## Work order
Reproduce precisely the lines of the listing below, starting with the line that contains "filename crates/pomoguard-core/src/timer/engine.rs" and stopping after the line that contains "let completed = state.cycle_count"; include nothing else.

## Task data
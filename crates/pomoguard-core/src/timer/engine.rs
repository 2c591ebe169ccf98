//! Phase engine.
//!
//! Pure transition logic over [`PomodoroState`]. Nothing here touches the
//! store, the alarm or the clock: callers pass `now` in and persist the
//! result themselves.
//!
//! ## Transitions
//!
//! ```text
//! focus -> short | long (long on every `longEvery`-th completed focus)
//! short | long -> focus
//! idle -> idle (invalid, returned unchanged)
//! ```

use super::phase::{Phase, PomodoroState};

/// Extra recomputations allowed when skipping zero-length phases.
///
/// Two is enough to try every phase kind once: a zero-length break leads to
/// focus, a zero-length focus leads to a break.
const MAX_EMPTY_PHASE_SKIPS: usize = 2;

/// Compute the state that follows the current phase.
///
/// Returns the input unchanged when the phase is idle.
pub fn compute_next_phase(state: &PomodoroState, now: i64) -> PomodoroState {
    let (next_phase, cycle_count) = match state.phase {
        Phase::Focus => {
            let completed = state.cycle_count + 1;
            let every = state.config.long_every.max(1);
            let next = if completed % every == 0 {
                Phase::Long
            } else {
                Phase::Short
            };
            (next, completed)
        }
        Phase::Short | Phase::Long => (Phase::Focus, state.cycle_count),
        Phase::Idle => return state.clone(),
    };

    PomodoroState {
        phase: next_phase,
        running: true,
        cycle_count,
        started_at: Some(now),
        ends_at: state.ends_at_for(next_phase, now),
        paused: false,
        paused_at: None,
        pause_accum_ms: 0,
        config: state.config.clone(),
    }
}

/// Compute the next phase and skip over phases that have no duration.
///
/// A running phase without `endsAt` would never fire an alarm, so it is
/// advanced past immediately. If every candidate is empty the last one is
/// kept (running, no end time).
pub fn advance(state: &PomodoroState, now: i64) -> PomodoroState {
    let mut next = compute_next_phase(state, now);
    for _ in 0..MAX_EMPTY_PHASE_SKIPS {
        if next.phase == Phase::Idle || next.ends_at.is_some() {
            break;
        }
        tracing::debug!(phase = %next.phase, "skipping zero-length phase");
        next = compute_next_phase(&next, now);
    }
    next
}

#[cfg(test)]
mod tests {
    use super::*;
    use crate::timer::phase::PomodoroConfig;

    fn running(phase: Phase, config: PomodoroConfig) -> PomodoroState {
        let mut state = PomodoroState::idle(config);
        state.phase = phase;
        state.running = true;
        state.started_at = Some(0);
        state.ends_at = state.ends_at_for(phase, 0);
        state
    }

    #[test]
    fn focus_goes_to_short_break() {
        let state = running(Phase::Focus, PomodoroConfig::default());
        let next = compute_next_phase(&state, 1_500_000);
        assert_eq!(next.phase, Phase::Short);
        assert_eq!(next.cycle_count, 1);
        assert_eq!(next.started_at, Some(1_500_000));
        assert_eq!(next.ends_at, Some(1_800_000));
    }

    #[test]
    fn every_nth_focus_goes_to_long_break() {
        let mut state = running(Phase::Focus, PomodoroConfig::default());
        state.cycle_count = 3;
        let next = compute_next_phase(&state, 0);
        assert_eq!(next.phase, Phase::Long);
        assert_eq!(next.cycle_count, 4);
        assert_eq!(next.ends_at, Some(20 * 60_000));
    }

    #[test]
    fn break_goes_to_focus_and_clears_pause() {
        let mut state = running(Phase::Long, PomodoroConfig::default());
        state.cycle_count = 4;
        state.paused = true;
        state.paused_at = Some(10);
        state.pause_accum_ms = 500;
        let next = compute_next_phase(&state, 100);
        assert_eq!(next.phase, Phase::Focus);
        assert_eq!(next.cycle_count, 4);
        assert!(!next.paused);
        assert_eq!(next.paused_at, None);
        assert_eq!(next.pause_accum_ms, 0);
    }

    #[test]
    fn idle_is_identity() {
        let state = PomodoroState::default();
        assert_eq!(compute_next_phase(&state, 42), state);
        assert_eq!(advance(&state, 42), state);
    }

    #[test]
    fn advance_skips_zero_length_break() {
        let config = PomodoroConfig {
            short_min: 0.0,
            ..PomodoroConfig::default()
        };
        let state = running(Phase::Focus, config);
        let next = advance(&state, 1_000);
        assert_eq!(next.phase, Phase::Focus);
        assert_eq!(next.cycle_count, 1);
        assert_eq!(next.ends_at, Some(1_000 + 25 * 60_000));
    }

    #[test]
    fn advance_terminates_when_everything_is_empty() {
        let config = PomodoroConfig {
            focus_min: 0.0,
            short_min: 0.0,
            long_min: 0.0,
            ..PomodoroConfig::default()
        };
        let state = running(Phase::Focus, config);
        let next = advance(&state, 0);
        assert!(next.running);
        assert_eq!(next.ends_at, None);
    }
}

...

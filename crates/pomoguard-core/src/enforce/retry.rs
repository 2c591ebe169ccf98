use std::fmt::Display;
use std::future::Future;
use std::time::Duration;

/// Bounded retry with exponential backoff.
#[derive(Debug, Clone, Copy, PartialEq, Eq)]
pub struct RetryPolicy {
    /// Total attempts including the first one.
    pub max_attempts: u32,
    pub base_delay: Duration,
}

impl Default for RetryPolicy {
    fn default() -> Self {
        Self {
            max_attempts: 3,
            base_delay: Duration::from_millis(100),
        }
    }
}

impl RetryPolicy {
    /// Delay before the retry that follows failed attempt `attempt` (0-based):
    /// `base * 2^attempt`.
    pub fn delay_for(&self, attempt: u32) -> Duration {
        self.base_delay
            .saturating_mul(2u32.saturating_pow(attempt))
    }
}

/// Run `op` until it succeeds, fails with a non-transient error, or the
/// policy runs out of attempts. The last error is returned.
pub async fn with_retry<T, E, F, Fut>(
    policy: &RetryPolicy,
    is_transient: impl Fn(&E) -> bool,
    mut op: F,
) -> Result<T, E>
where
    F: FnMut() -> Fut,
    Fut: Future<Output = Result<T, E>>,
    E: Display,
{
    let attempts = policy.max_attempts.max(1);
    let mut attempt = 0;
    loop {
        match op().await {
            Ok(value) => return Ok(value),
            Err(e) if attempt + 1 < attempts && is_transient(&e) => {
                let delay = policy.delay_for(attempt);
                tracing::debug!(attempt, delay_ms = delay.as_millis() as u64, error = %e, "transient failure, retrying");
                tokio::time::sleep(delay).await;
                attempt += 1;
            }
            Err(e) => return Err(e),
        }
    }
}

## Output of the task
filename crates/pomoguard-core/src/timer/engine.rs
repository 2c591ebe169ccf98
//! Phase engine.
//!
//! Pure transition logic over [`PomodoroState`]. Nothing here touches the
//! store, the alarm or the clock: callers pass `now` in and persist the
//! result themselves.
//!
//! ## Transitions
//!
//! ```text
//! focus -> short | long (long on every `longEvery`-th completed focus)
//! short | long -> focus
//! idle -> idle (invalid, returned unchanged)
//! ```

use super::phase::{Phase, PomodoroState};

/// Extra recomputations allowed when skipping zero-length phases.
///
/// Two is enough to try every phase kind once: a zero-length break leads to
/// focus, a zero-length focus leads to a break.
const MAX_EMPTY_PHASE_SKIPS: usize = 2;

/// Compute the state that follows the current phase.
///
/// Returns the input unchanged when the phase is idle.
pub fn compute_next_phase(state: &PomodoroState, now: i64) -> PomodoroState {
    let (next_phase, cycle_count) = match state.phase {
        Phase::Focus => {
            let completed = state.cycle_count + 1;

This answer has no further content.